ABOUT THIS TASK: Your job is to restate each entry word for word.

<<<<

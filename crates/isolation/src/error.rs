// SPDX-License-Identifier: BUSL-1.1
// Copyright (c) 2026 Alfred Jean LLC

//! Error types for the isolation layer.

use thiserror::Error;

#[derive(Debug, Error)]
pub enum IsolationError {
    #[error("invalid unix username: {name:?}")]
    InvalidUsername { name: String },

    #[error("invalid worktree group name: {name:?}")]
    InvalidGroup { name: String },

    #[error(transparent)]
    Command(#[from] agor_shell::CommandError),

    #[error("filesystem error at {path}: {source}")]
    Io { path: std::path::PathBuf, source: std::io::Error },
}
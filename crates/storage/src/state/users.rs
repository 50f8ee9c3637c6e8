// SPDX-License-Identifier: BUSL-1.1
// Copyright (c) 2026 Alfred Jean LLC

//! User, repo, and credential writers.

use agor_core::{CredentialKey, Repo, User, UserId};

use super::{MaterializedState, StorageError};

impl MaterializedState {
    pub fn insert_user(&mut self, user: User) {
        self.users.insert(user.id, user);
    }

    pub fn user(&self, id: &UserId) -> Result<&User, StorageError> {
        self.users
            .get(id)
            .ok_or(StorageError::NotFound { entity: "user", id: id.to_string() })
    }

    /// Change a user's Unix identity. Existing sessions keep their stamped
    /// username; the mismatch is caught when their next task is created.
    pub fn set_unix_username(
        &mut self,
        id: &UserId,
        unix_username: Option<String>,
    ) -> Result<(), StorageError> {
        let user = self
            .users
            .get_mut(id)
            .ok_or(StorageError::NotFound { entity: "user", id: id.to_string() })?;
        user.unix_username = unix_username;
        Ok(())
    }

    pub fn insert_repo(&mut self, repo: Repo) {
        self.repos.insert(repo.id, repo);
    }

    /// Store (or replace) a user's secret for `key`.
    pub fn upsert_credential(&mut self, user_id: UserId, key: CredentialKey, value: String) {
        self.credentials.entry(user_id).or_default().insert(key, value);
    }

    /// A user's stored secret for `key`, if any. Environment fallback is
    /// the caller's concern.
    pub fn credential(&self, user_id: &UserId, key: CredentialKey) -> Option<&str> {
        self.credentials.get(user_id).and_then(|m| m.get(&key)).map(String::as_str)
    }
}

>>>>

OUTPUT OF THE TASK:
filename crates/isolation/src/error.rs
// SPDX-License-Identifier: BUSL-1.1
// Copyright (c) 2026 Alfred Jean LLC

//! Error types for the isolation layer.

use thiserror::Error;

#[derive(Debug, Error)]
pub enum IsolationError {
    #[error("invalid unix username: {name:?}")]
    InvalidUsername { name: String },

    #[error("invalid worktree group name: {name:?}")]
    InvalidGroup { name: String },

    #[error(transparent)]
    Command(#[from] agor_shell::CommandError),

    #[error("filesystem error at {path}: {source}")]
    Io { path: std::path::PathBuf, source: std::io::Error },
}
filename crates/storage/src/state/users.rs
repository 50f8ee9c3637c6e8
// SPDX-License-Identifier: BUSL-1.1
// Copyright (c) 2026 Alfred Jean LLC

//! User, repo, and credential writers.

use agor_core::{CredentialKey, Repo, User, UserId};

use super::{MaterializedState, StorageError};

impl MaterializedState {
    pub fn insert_user(&mut self, user: User) {
        self.users.insert(user.id, user);
    }

    pub fn user(&self, id: &UserId) -> Result<&User, StorageError> {
        self.users
            .get(id)
            .ok_or(StorageError::NotFound { entity: "user", id: id.to_string() })
    }

    /// Change a user's Unix identity. Existing sessions keep their stamped
    /// username; the mismatch is caught when their next task is created.
    pub fn set_unix_username(
        &mut self,
        id: &UserId,
        unix_username: Option<String>,
    ) -> Result<(), StorageError> {
        let user = self
            .users
            .get_mut(id)
            .ok_or(StorageError::NotFound { entity: "user", id: id.to_string() })?;
        user.unix_username = unix_username;
        Ok(())
    }

    pub fn insert_repo(&mut self, repo: Repo) {
        self.repos.insert(repo.id, repo);
    }

    /// Store (or replace) a user's secret for `key`.
    pub fn upsert_credential(&mut self, user_id: UserId, key: CredentialKey, value: String) {
        self.credentials.entry(user_id).or_default().insert(key, value);
    }

    /// A user's stored secret for `key`, if any. Environment fallback is
    /// the caller's concern.
    pub fn credential(&self, user_id: &UserId, key: CredentialKey) -> Option<&str> {
        self.credentials.get(user_id).and_then(|m| m.get(&key)).map(String::as_str)
    }
}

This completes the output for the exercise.